Abstract Mutations in PPM1D – coding for the phosphatase WIP1 - are present in 8 -12% of all Diffuse Midline Glioma (DMG), H3 K27-altered – a universally fatal subtype of pediatric high-grade tumors. PPM1D mutations are mutually exclusive with TP53 mutations and mainly lead to a truncation of its C-terminal regulatory domain. Truncated PPM1D (PPM1Dtr) has increased protein stability and impairs the p53-dependent DNA Damage Response (DDR) by dephosphorylating its numerous targets (e.g p53, H2A.X, CHK1) which contributes to its oncogenicity. However, because wildtype p53 is present in PPM1Dtr tumors, its activation is suppressed but not completely ablated suggesting that PPM1D mutant tumors may evolve differently from p53 mutant ones. Our analysis of whole genome sequencing datasets indeed found that PPM1D mutations uniquely co-occur with alterations in the PI3K/mTOR pathway suggesting potential cooperativity in enhancing tumorigenesis.

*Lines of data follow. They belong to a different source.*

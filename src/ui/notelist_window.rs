use std::fmt::Write;
use unsegen::base::*;
use unsegen::input::{OperationResult, Scrollable};
use unsegen::widget::*;

use super::Theme;
use crate::context::Context;

/// The selected day's notes, most recently added first, with a movable
/// highlight for note removal.
pub struct NoteWindow<'a> {
    context: &'a Context,
    theme: &'a Theme,
}

impl<'a> NoteWindow<'a> {
    pub fn new(context: &'a Context, theme: &'a Theme) -> Self {
        NoteWindow { context, theme }
    }
}

impl Widget for NoteWindow<'_> {
    fn space_demand(&self) -> Demand2D {
        Demand2D {
            width: ColDemand::at_least(10),
            height: RowDemand::at_least(10),
        }
    }

    fn draw(&self, mut window: Window, _hints: RenderingHints) {
        let mut cursor = Cursor::new(&mut window);

        cursor.set_style_modifier(self.theme.month_header_style);
        writeln!(
            &mut cursor,
            "{}",
            self.context.selected_date().format("%B %-d")
        )
        .unwrap();
        cursor.set_style_modifier(self.theme.note_style);

        let notes = self.context.visible_notes();

        if notes.is_empty() {
            cursor.apply_style_modifier(self.theme.empty_list_style);
            write!(&mut cursor, "No notes").unwrap();
            return;
        }

        for (idx, note) in notes.iter().enumerate() {
            let saved_style = cursor.get_style_modifier();

            if idx == self.context.notelist_index {
                cursor.apply_style_modifier(self.theme.focus_note_style);
            }

            if let Err(err) = write!(&mut cursor, "{}", note.description()) {
                log::warn!("Error while writing note: {}", err);
            }

            cursor.fill_and_wrap_line();

            cursor.set_style_modifier(saved_style);
        }
    }
}

/// Moves the note-list highlight, bounded by the number of visible notes.
pub struct NoteWindowBehaviour<'a>(pub &'a mut Context, pub usize);

impl Scrollable for NoteWindowBehaviour<'_> {
    fn scroll_backwards(&mut self) -> OperationResult {
        if self.0.notelist_index > 0 {
            self.0.notelist_index -= 1;
            Ok(())
        } else {
            Err(())
        }
    }

    fn scroll_forwards(&mut self) -> OperationResult {
        if self.0.notelist_index + 1 < self.1 {
            self.0.notelist_index += 1;
            Ok(())
        } else {
            Err(())
        }
    }
}
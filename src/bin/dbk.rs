extern crate daybook as lib;

use chrono::Local;
use flexi_logger::{FileSpec, Logger};
use lib::context::Context;
use lib::events::Dispatcher;
use lib::ui::App;
use nix::sys::termios;
use std::io::stdout;
use std::path::PathBuf;
use structopt::StructOpt;
use unsegen::base::Terminal;

#[derive(Debug, StructOpt)]
#[structopt(
    name = "dbk",
    about = "Daybook - a date picker with per-day notes."
)]
pub struct Args {
    #[structopt(
        name = "CONFIG",
        short = "c",
        long = "config",
        help = "path to config file",
        parse(from_os_str)
    )]
    pub configfile: Option<PathBuf>,

    #[structopt(
        short = "s",
        long = "show",
        help = "only show the calendar non-interactively"
    )]
    pub show: bool,

    #[structopt(long = "log-file", help = "path to log file", parse(from_os_str))]
    pub log_file: Option<PathBuf>,
}

fn main() -> Result<(), Box<dyn std::error::Error>> {
    let args = Args::from_args();

    const DEFAULT_LOG_LEVEL: &'static str = if cfg!(debug_assertions) {
        "debug"
    } else {
        "info"
    };

    let mut logger = Logger::try_with_env_or_str(DEFAULT_LOG_LEVEL)?;

    if let Some(log_file) = args.log_file {
        logger = logger
            .log_to_file(FileSpec::try_from(log_file)?)
            .print_message();
    }

    logger.start()?;

    const STDOUT: std::os::unix::io::RawFd = 0;
    let orig_attr = std::sync::Mutex::new(
        termios::tcgetattr(STDOUT).expect("Failed to get terminal attributes"),
    );

    std::panic::set_hook(Box::new(move |info| {
        // Switch to main terminal screen
        println!("{}{}", termion::screen::ToMainScreen, termion::cursor::Show);

        let _ = termios::tcsetattr(STDOUT, termios::SetArg::TCSANOW, &orig_attr.lock().unwrap());

        println!("Daybook ran into a fatal error!");
        println!("{}", info);
        println!("{:?}", backtrace::Backtrace::new());
    }));

    let config = lib::config::load_suitable_config(args.configfile.as_deref())?;

    let context = Context::new(Local::now().date_naive());

    let stdout = stdout();
    let term = Terminal::new(stdout.lock())?;

    if args.show {
        let mut term = term;
        App::new(&config, context).render(&mut term);
        return Ok(());
    }

    let dispatcher = Dispatcher::from_config(&config);
    let mut app = App::new(&config, context);

    app.run(dispatcher, term)
}
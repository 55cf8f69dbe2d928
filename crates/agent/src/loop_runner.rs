//! The agent loop.
//!
//! One invocation per user turn: load the recent history prefix, append the
//! query, then iterate stream → dispatch tools → feed results back, up to
//! `max_iterations`. Events stream out live; the turn is persisted as one
//! assistant message (plus one synthetic tool-result message when tools
//! ran) only on natural stop. Cancellation is checked at every stream
//! event, after every tool dispatch, and before the persistence write; a
//! cancelled turn drains its provider stream and persists nothing.

use std::collections::HashSet;
use std::sync::Arc;
use std::time::Duration;

use chrono::Utc;
use tokio::sync::mpsc;
use tokio_util::sync::CancellationToken;
use tracing::{debug, info, warn};

use voxtask_core::{
    ChatMessage, Error, EventStream, HistoryMessage, HistoryRole, LlmProvider, ProviderError,
    StopReason, StreamEvent, StreamRequest, TokenUsage, ToolInvocation, ToolOutcome, ToolRegistry,
};
use voxtask_store::{CostEntry, CostLog, HistoryStore};
use voxtask_telemetry::PricingTable;

use crate::stream_event::AgentEvent;
use crate::system_prompt::build_system_prompt;

/// How an invocation ended (errors are returned separately).
#[derive(Debug, Clone, Copy, PartialEq, Eq)]
pub enum TurnOutcome {
    Completed,
    Cancelled,
}

/// Token/iteration accounting, accumulated across retries.
#[derive(Debug, Default)]
struct TurnStats {
    usage: TokenUsage,
    iterations: u32,
    tool_calls: u32,
}

pub struct AgentLoop {
    provider: Arc<dyn LlmProvider>,
    tools: Arc<ToolRegistry>,
    history: HistoryStore,
    costs: CostLog,
    pricing: Arc<PricingTable>,
    history_window: usize,
    max_iterations: u32,
    max_output_tokens: u32,
    turn_timeout: Duration,
    retry_backoff: Duration,
}
//! The API cost log.
//!
//! One record per agent invocation, accumulated across its iterations.
//! Cost-tracking failures are logged, never propagated — accounting must
//! not break a working turn.

use sqlx::{Row, SqlitePool};
use tracing::{info, warn};

use voxtask_core::{StoreError, TokenUsage};

use crate::parse_datetime;

/// Stored query preview length.
const QUERY_PREVIEW_CHARS: usize = 1000;

/// What the agent loop hands over after a turn.
#[derive(Debug, Clone)]
pub struct CostEntry {
    pub user_query: String,
    pub model: String,
    pub usage: TokenUsage,
    pub input_cost: f64,
    pub output_cost: f64,
    pub total_cost: f64,
    pub iterations: u32,
    pub tool_calls_count: u32,
}

/// A persisted cost record.
#[derive(Debug, Clone, serde::Serialize)]
pub struct CostRecord {
    pub id: i64,
    pub user_query: String,
    pub model: String,
    pub input_tokens: i64,
    pub output_tokens: i64,
    pub total_tokens: i64,
    pub cache_write_tokens: i64,
    pub cache_read_tokens: i64,
    pub input_cost: f64,
    pub output_cost: f64,
    pub total_cost: f64,
    pub iterations: i64,
    pub tool_calls_count: i64,
    pub created_at: chrono::DateTime<chrono::Utc>,
}

#[derive(Clone)]
pub struct CostLog {
    pool: SqlitePool,
}

impl CostLog {
    pub fn new(pool: SqlitePool) -> Self {
        Self { pool }
    }

    /// Record a turn's cost. Failures are swallowed with a warning.
    pub async fn record(&self, entry: CostEntry) {
        if let Err(e) = self.try_record(&entry).await {
            warn!(error = %e, "Failed to record API cost");
        }
    }

    async fn try_record(&self, entry: &CostEntry) -> Result<(), StoreError> {
        let preview: String = entry.user_query.chars().take(QUERY_PREVIEW_CHARS).collect();

        sqlx::query(
            r#"
            INSERT INTO api_costs
                (user_query, model, input_tokens, output_tokens, total_tokens,
                 cache_write_tokens, cache_read_tokens,
                 input_cost, output_cost, total_cost,
                 iterations, tool_calls_count, created_at)
            VALUES (?1, ?2, ?3, ?4, ?5, ?6, ?7, ?8, ?9, ?10, ?11, ?12, ?13)
            "#,
        )
        .bind(&preview)
        .bind(&entry.model)
        .bind(entry.usage.input_tokens as i64)
        .bind(entry.usage.output_tokens as i64)
        .bind(entry.usage.total() as i64)
        .bind(entry.usage.cache_write_tokens as i64)
        .bind(entry.usage.cache_read_tokens as i64)
        .bind(entry.input_cost)
        .bind(entry.output_cost)
        .bind(entry.total_cost)
        .bind(entry.iterations as i64)
        .bind(entry.tool_calls_count as i64)
        .bind(chrono::Utc::now().to_rfc3339())
        .execute(&self.pool)
        .await
        .map_err(|e| StoreError::Storage(format!("INSERT cost: {e}")))?;

        info!(
            model = %entry.model,
            total_cost = entry.total_cost,
            input_tokens = entry.usage.input_tokens,
            output_tokens = entry.usage.output_tokens,
            cache_read = entry.usage.cache_read_tokens,
            cache_write = entry.usage.cache_write_tokens,
            iterations = entry.iterations,
            "Cost recorded"
        );
        Ok(())
    }

    pub async fn recent(&self, limit: i64) -> Result<Vec<CostRecord>, StoreError> {
        let rows = sqlx::query("SELECT * FROM api_costs ORDER BY id DESC LIMIT ?1")
            .bind(limit)
            .fetch_all(&self.pool)
            .await
            .map_err(|e| StoreError::QueryFailed(format!("RECENT costs: {e}")))?;
        rows.iter().map(row_to_record).collect()
    }

    /// Grand totals: (record count, summed cost in USD).
    pub async fn totals(&self) -> Result<(i64, f64), StoreError> {
        let row = sqlx::query(
            "SELECT COUNT(*) AS cnt, COALESCE(SUM(total_cost), 0.0) AS cost FROM api_costs",
        )
        .fetch_one(&self.pool)
        .await
        .map_err(|e| StoreError::QueryFailed(format!("TOTAL costs: {e}")))?;

        let cnt: i64 = row
            .try_get("cnt")
            .map_err(|e| StoreError::QueryFailed(format!("cnt column: {e}")))?;
        let cost: f64 = row
            .try_get("cost")
            .map_err(|e| StoreError::QueryFailed(format!("cost column: {e}")))?;
        Ok((cnt, cost))
    }
}

fn row_to_record(row: &sqlx::sqlite::SqliteRow) -> Result<CostRecord, StoreError> {
    let created_raw: String = row
        .try_get("created_at")
        .map_err(|e| StoreError::QueryFailed(format!("created_at column: {e}")))?;

    let col = |name: &str| -> Result<i64, StoreError> {
        row.try_get(name)
            .map_err(|e| StoreError::QueryFailed(format!("{name} column: {e}")))
    };
    let colf = |name: &str| -> Result<f64, StoreError> {
        row.try_get(name)
            .map_err(|e| StoreError::QueryFailed(format!("{name} column: {e}")))
    };

    Ok(CostRecord {
        id: col("id")?,
        user_query: row
            .try_get("user_query")
            .map_err(|e| StoreError::QueryFailed(format!("user_query column: {e}")))?,
        model: row
            .try_get("model")
            .map_err(|e| StoreError::QueryFailed(format!("model column: {e}")))?,
        input_tokens: col("input_tokens")?,
        output_tokens: col("output_tokens")?,
        total_tokens: col("total_tokens")?,
        cache_write_tokens: col("cache_write_tokens")?,
        cache_read_tokens: col("cache_read_tokens")?,
        input_cost: colf("input_cost")?,
        output_cost: colf("output_cost")?,
        total_cost: colf("total_cost")?,
        iterations: col("iterations")?,
        tool_calls_count: col("tool_calls_count")?,
        created_at: parse_datetime(&created_raw, "created_at")?,
    })
}

#[cfg(test)]
mod tests {
    use super::*;
    use crate::Database;

    fn entry(cost: f64) -> CostEntry {
        CostEntry {
            user_query: "Add a task".into(),
            model: "claude-sonnet-4-20250514".into(),
            usage: TokenUsage {
                input_tokens: 1200,
                output_tokens: 40,
                cache_read_tokens: 3000,
                cache_write_tokens: 500,
            },
            input_cost: cost * 0.6,
            output_cost: cost * 0.4,
            total_cost: cost,
            iterations: 2,
            tool_calls_count: 1,
        }
    }

    #[tokio::test]
    async fn record_and_read_back() {
        let log = Database::in_memory().await.unwrap().costs();
        log.record(entry(0.0123)).await;

        let recent = log.recent(10).await.unwrap();
        assert_eq!(recent.len(), 1);
        let rec = &recent[0];
        assert_eq!(rec.model, "claude-sonnet-4-20250514");
        assert_eq!(rec.input_tokens, 1200);
        assert_eq!(rec.cache_read_tokens, 3000);
        assert_eq!(rec.cache_write_tokens, 500);
        assert_eq!(rec.iterations, 2);
        assert!((rec.total_cost - 0.0123).abs() < 1e-12);
    }

    #[tokio::test]
    async fn totals_sum_across_records() {
        let log = Database::in_memory().await.unwrap().costs();
        log.record(entry(0.01)).await;
        log.record(entry(0.02)).await;

        let (count, total) = log.totals().await.unwrap();
        assert_eq!(count, 2);
        assert!((total - 0.03).abs() < 1e-12);
    }

    #[tokio::test]
    async fn long_query_truncated_to_preview() {
        let log = Database::in_memory().await.unwrap().costs();
        let mut e = entry(0.001);
        e.user_query = "x".repeat(5000);
        log.record(e).await;

        let recent = log.recent(1).await.unwrap();
        assert_eq!(recent[0].user_query.chars().count(), 1000);
    }
}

Using mouse neural stem cells (mNSCs) as an isogenic model system, we have engineered specific combinations of oncogenic alterations to study their impact on cell proliferation, PI3K/mTOR pathway activation and response to DNA damage and replication stress. We find that PPM1Dtr cooperates with PIK3CA alterations to increase proliferation and signaling through the PI3K/mTOR pathway. Notably, in an in utero electroporation model, mutant PIK3CA accelerates the development of high-grade tumors that infiltrate deep into the brainstem. Our study also indicates a vulnerability to inhibition of the PI3K/mTOR pathway in PPM1Dtr-PI3K co-altered tumors. Future work will aim at 1) exploring the mechanism of cooperation and impact on replicative stress response and 2) developing and testing a rational therapeutic strategy for PPM1D-mutant tumors.